ENTRIES SUPPLIED START

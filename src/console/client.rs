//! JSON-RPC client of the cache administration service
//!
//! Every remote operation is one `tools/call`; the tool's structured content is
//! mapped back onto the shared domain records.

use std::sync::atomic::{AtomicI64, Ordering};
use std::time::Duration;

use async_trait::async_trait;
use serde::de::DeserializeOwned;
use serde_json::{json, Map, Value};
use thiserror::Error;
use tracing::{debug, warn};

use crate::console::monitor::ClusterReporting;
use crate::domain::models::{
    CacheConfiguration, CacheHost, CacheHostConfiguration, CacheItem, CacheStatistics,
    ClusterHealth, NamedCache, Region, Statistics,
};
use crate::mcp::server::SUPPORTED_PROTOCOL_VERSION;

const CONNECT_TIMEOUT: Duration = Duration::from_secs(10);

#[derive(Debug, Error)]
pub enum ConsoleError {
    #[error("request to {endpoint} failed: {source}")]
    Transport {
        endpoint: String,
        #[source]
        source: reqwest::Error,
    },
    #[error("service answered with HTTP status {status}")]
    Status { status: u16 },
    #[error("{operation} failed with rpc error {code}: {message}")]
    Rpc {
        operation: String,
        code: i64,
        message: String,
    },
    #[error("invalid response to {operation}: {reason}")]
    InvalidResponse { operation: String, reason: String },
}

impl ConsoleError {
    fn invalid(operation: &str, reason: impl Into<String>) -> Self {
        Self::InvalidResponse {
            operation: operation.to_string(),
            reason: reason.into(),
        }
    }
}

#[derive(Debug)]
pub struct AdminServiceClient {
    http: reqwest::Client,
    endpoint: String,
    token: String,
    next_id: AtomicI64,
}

ENTRIES SUPPLIED END
ENTRIES SUPPLIED START

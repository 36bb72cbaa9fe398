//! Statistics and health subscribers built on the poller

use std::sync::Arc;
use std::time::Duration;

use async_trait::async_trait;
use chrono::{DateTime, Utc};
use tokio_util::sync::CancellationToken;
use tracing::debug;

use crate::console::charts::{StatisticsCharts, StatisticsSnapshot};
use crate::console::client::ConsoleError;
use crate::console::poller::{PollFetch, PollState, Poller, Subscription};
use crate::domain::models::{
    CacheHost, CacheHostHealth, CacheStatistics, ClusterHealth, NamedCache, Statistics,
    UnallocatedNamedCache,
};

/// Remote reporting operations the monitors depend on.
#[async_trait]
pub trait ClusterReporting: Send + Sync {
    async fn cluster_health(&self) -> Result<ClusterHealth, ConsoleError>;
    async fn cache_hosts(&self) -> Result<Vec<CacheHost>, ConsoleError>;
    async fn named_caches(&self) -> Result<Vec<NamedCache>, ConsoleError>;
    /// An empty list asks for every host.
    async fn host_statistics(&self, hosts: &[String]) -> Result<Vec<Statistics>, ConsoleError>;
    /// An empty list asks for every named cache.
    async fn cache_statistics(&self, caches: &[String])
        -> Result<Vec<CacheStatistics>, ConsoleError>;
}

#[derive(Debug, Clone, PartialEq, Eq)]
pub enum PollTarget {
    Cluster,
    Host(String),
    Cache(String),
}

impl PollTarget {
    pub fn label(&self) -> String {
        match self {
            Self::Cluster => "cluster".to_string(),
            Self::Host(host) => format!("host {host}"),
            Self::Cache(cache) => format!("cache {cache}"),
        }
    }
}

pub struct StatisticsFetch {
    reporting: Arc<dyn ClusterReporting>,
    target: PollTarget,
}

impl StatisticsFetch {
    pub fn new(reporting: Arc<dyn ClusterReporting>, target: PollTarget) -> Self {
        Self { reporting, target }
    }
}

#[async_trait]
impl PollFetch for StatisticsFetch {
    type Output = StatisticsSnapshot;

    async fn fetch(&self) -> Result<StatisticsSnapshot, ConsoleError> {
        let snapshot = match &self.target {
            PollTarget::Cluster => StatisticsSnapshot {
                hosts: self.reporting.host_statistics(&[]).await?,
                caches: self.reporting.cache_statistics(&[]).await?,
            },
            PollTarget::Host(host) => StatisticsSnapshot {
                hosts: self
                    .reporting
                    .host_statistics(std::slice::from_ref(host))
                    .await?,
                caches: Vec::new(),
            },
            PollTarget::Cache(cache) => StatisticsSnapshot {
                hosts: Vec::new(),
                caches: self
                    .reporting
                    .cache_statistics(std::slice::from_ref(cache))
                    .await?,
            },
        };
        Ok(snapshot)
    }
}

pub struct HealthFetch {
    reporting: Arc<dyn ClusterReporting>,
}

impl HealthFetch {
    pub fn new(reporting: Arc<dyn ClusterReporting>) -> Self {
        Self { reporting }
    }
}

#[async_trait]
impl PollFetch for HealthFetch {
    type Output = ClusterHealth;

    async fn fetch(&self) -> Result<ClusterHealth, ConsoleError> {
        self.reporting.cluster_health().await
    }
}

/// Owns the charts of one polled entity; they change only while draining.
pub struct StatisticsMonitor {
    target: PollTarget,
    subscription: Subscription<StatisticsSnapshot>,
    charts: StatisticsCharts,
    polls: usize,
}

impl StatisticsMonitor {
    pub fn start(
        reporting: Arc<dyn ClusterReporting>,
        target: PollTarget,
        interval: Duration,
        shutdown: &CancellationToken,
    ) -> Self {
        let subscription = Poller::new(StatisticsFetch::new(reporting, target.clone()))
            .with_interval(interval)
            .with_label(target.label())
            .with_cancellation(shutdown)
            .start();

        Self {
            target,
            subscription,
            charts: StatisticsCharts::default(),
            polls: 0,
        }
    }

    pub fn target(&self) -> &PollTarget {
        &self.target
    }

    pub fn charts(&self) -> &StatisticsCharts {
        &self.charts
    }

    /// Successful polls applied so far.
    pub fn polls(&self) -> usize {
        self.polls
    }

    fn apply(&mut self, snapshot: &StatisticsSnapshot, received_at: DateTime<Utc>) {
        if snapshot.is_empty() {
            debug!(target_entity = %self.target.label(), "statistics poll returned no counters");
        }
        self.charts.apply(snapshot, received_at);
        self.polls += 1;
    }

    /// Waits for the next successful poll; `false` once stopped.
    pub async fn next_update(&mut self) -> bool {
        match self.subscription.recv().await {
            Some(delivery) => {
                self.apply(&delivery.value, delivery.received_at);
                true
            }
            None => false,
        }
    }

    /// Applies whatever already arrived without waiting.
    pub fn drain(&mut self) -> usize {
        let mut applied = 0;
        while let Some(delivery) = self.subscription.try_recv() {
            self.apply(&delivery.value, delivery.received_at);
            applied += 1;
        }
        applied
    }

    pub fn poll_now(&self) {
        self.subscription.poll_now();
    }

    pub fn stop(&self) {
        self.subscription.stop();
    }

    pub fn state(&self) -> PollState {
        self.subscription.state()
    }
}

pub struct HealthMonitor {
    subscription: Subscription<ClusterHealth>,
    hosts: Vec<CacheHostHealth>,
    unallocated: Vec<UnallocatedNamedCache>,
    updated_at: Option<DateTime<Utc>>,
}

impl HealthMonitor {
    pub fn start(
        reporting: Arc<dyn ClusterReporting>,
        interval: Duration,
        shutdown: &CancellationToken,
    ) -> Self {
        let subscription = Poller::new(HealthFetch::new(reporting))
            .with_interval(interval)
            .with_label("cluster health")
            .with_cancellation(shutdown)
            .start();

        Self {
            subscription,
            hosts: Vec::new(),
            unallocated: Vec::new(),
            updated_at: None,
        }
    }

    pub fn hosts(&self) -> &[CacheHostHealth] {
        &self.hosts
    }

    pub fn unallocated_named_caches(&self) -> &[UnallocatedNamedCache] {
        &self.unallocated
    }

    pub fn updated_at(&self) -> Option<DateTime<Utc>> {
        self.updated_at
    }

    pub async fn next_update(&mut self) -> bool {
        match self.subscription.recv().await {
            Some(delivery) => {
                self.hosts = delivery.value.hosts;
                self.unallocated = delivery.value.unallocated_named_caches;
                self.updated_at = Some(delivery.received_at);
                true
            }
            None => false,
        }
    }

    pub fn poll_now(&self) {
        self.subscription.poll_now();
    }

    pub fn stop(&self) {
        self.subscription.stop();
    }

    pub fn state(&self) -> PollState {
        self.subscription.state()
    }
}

ENTRIES SUPPLIED END

**TASK PROMPT:** Give the number of lines in the entries above that include the word "reqwest", and nothing more.

**SOLUTION FOR THIS TASK:** 2